Mr. Dale was standing outside his home when he was
approached by a Caucasian male who was wearing the vest of a
utility worker and was between thirty to forty years old. Mr. Dale
allowed the man into his home after the man said that he was
employed by the gas company and needed to enter the house to
perform work. When Mr.
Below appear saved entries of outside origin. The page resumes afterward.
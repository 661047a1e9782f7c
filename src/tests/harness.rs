//! Shared fixtures for command tests.
//!
//! - `MockMembership` applies actions to an in-memory member, or fails every call
//! - `RecordingReply` keeps every response a command sends

use std::sync::Mutex;

use serenity::all::{GuildId, Permissions, RoleId, UserId};

use crate::{
    common::mutation::MemberAction,
    models::{
        command::CommandContextReply,
        invocation::Invocation,
        member::{MemberProfile, RoleRef},
        membership::{MembershipApi, MembershipResult},
        response::{Embed, Response, ResponseResult},
    },
};

pub const GUILD_ID: u64 = 1041788629250482208;

pub fn member(id: u64) -> MemberProfile {
    MemberProfile {
        guild_id: GuildId::new(GUILD_ID),
        user_id: UserId::new(id),
        username: format!("user{id}"),
        global_name: None,
        nickname: None,
        avatar_url: "https://cdn.discordapp.com/embed/avatars/0.png".to_string(),
        bot: false,
        created_at: 1_600_000_000,
        joined_at: Some(1_650_000_000),
        roles: vec![],
        muted: false,
        deafened: false,
        permissions: Permissions::empty(),
    }
}

pub fn role(id: u64, name: &str, position: u16) -> RoleRef {
    RoleRef {
        id: RoleId::new(id),
        name: name.to_string(),
        position,
        colour: 0,
    }
}

pub fn invocation(invoker: MemberProfile, target: Option<MemberProfile>) -> Invocation {
    Invocation { invoker, target }
}

pub struct MockMembership {
    member: Mutex<MemberProfile>,
    calls: Mutex<Vec<MemberAction>>,
    fail: bool,
}

impl MockMembership {
    pub fn new(member: MemberProfile) -> Self {
        MockMembership {
            member: Mutex::new(member),
            calls: Mutex::new(vec![]),
            fail: false,
        }
    }

    pub fn failing(member: MemberProfile) -> Self {
        MockMembership {
            fail: true,
            ..MockMembership::new(member)
        }
    }

    pub fn calls(&self) -> Vec<MemberAction> {
        self.calls.lock().unwrap().clone()
    }

    /// Current state of the member after every applied action.
    pub fn snapshot(&self) -> MemberProfile {
        self.member.lock().unwrap().clone()
    }

    fn apply(&self, action: MemberAction) -> MembershipResult {
        self.calls.lock().unwrap().push(action.clone());
        if self.fail {
            return Err(serenity::Error::Other("membership api unavailable"));
        }

        let mut member = self.member.lock().unwrap();
        match action {
            MemberAction::AddRole(role) => member.roles.push(role),
            MemberAction::RemoveRole(role) => member.roles.retain(|held| held.id != role.id),
            MemberAction::SetNickname(nickname) => member.nickname = Some(nickname),
            MemberAction::Mute => member.muted = true,
            MemberAction::Unmute => member.muted = false,
            MemberAction::Deafen => member.deafened = true,
            MemberAction::Undeafen => member.deafened = false,
            MemberAction::Kick { .. } | MemberAction::Ban { .. } => {}
        }
        Ok(())
    }
}

#[async_trait::async_trait]
impl MembershipApi for MockMembership {
    async fn add_role(&self, _member: &MemberProfile, role: &RoleRef) -> MembershipResult {
        self.apply(MemberAction::AddRole(role.clone()))
    }

    async fn remove_role(&self, _member: &MemberProfile, role: &RoleRef) -> MembershipResult {
        self.apply(MemberAction::RemoveRole(role.clone()))
    }

    async fn set_nickname(&self, _member: &MemberProfile, nickname: &str) -> MembershipResult {
        self.apply(MemberAction::SetNickname(nickname.to_string()))
    }

    async fn set_muted(&self, _member: &MemberProfile, muted: bool) -> MembershipResult {
        self.apply(if muted {
            MemberAction::Mute
        } else {
            MemberAction::Unmute
        })
    }

    async fn set_deafened(&self, _member: &MemberProfile, deafened: bool) -> MembershipResult {
        self.apply(if deafened {
            MemberAction::Deafen
        } else {
            MemberAction::Undeafen
        })
    }

    async fn kick(&self, _member: &MemberProfile, reason: &str) -> MembershipResult {
        self.apply(MemberAction::Kick {
            reason: reason.to_string(),
        })
    }

    async fn ban(&self, _member: &MemberProfile, days: u8, reason: &str) -> MembershipResult {
        self.apply(MemberAction::Ban {
            days,
            reason: reason.to_string(),
        })
    }
}

#[derive(Default)]
pub struct RecordingReply {
    responses: Mutex<Vec<Response>>,
}

impl RecordingReply {
    pub fn responses(&self) -> Vec<Response> {
        self.responses.lock().unwrap().clone()
    }

    /// The embed of the only response sent, together with its ephemeral flag.
    pub fn only_embed(&self) -> (Embed, bool) {
        let responses = self.responses();
        assert_eq!(responses.len(), 1, "expected exactly one response");

        let response = &responses[0];
        let embeds = response.embeds.clone().expect("response has no embeds");
        assert_eq!(embeds.len(), 1, "expected exactly one embed");
        (embeds[0].clone(), response.ephemeral)
    }
}

#[async_trait::async_trait]
impl CommandContextReply for RecordingReply {
    async fn reply(&self, response: Response) -> ResponseResult {
        self.responses.lock().unwrap().push(response);
        Ok(())
    }
}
Dale entered his house, he saw three
other men assaulting his wife. Mr. Dale and his wife were bound
with duct tape. Mr. Dale then was struck repeatedly on the head
and face, kicked in the torso, and had his finger twisted so that
he would respond to questioning about the location of his
money. The four men proceeded to ransack the Dale home.
At approximately 3:00 p.m., Julia Heppner, a caregiver to
the Dales, arrived at the residence. The garage door was open[],
he kitchen table and [the]
contents had been removed from that item. As Ms. Heppner
looked into the hallway adjacent to the kitchen, she saw Mrs.
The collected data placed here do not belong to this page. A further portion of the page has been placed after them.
use tracing::debug;

use crate::{
    common::{
        mutation::{execute, MemberAction},
        options::Options,
        permissions::authorize,
        profile::{failure, profile},
    },
    models::{
        command::{Command, CommandContext, CommandContextReply},
        invocation::Invocation,
        member::MemberProfile,
        membership::MembershipApi,
        response::{Response, ResponseError, ResponseResult},
    },
};

pub mod ban;
pub mod deafen;
pub mod display;
pub mod kick;
pub mod mute;
pub mod nick;
pub mod roles;

pub fn get_user_commands() -> Vec<Box<dyn Command>> {
    vec![
        Box::new(display::DisplayCommand),
        Box::new(roles::RolesCommand),
        Box::new(nick::NickCommand),
        Box::new(mute::MuteCommand),
        Box::new(deafen::DeafenCommand),
        Box::new(kick::KickCommand),
        Box::new(ban::BanCommand),
    ]
}

fn missing_member(err: serenity::Error) -> ResponseError {
    debug!("Could not fetch the target member: {}", err);
    ResponseError::Execution(
        "Could not find that member",
        Some("They may have left the server.".to_string()),
    )
}

/// Collects the invoker and, when the `user` option is present, the fetched target member.
pub async fn invocation(
    ctx: &CommandContext,
    options: &Options<'_>,
) -> Result<Invocation, ResponseError> {
    let target = match options.get_user("user") {
        Some(user) => {
            let member = ctx
                .guild
                .id
                .member(&ctx.ctx, user.id)
                .await
                .map_err(missing_member)?;
            Some(MemberProfile::from_member(&member, &ctx.guild))
        }
        None => None,
    };

    Ok(Invocation {
        invoker: ctx.invoker.clone(),
        target,
    })
}

/// Gates, performs and reports a single action on `target`.
///
/// A rejected action sends nothing. A failed action sends an ephemeral
/// failure naming the action; a successful one sends the target's profile
/// with the change as its only field.
pub async fn dispatch(
    api: &dyn MembershipApi,
    reply: &dyn CommandContextReply,
    invoker: &MemberProfile,
    target: &MemberProfile,
    action: MemberAction,
) -> ResponseResult {
    if let Some(capability) = action.capability() {
        if !authorize(invoker, capability) {
            debug!(
                "User {} was not permitted to perform {}",
                invoker.user_id,
                action.kind()
            );
            return Ok(());
        }
    }

    let response = match execute(api, target, action).await {
        Ok(delta) => Response::new().embed(profile(target, Some(delta.into()))),
        Err(err) => Response::new().embed(failure(&err)).ephemeral(true),
    };

    reply.reply(response).await
}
Dale lying on the floor bound by duct tape. Ms. Heppner began
to search for a telephone when she heard Mr. Dale cry for help.
She found Mr. Dale badly beaten. The telephone had been pulled
from the wall, so Ms. Heppner drove to a nearby store and
telephoned police from that location.
Peters Township Police Sergeant Donald E. Heinlein and
Peters Township Police Officer Brian Barbour responded to the
call. At that time, there was a substantial amount of snow on the
ground. When the police officers arrived, they discovered that
Mrs. Dale was dead. The coroner testified that she died from a
heart attack that was caused by the attack. Mr. Dale was
bleeding from his face, had cuts and bruises on his face, and had
bruising in his right rib area. Brian Shugar, the EMS supervisor
who arrived at the scene shortly after the police, stated that Mr.
Dale appeared severely beaten and that Mr. Dale told Mr. Shugar
that he had been hit in the head as well as kicked in the chest.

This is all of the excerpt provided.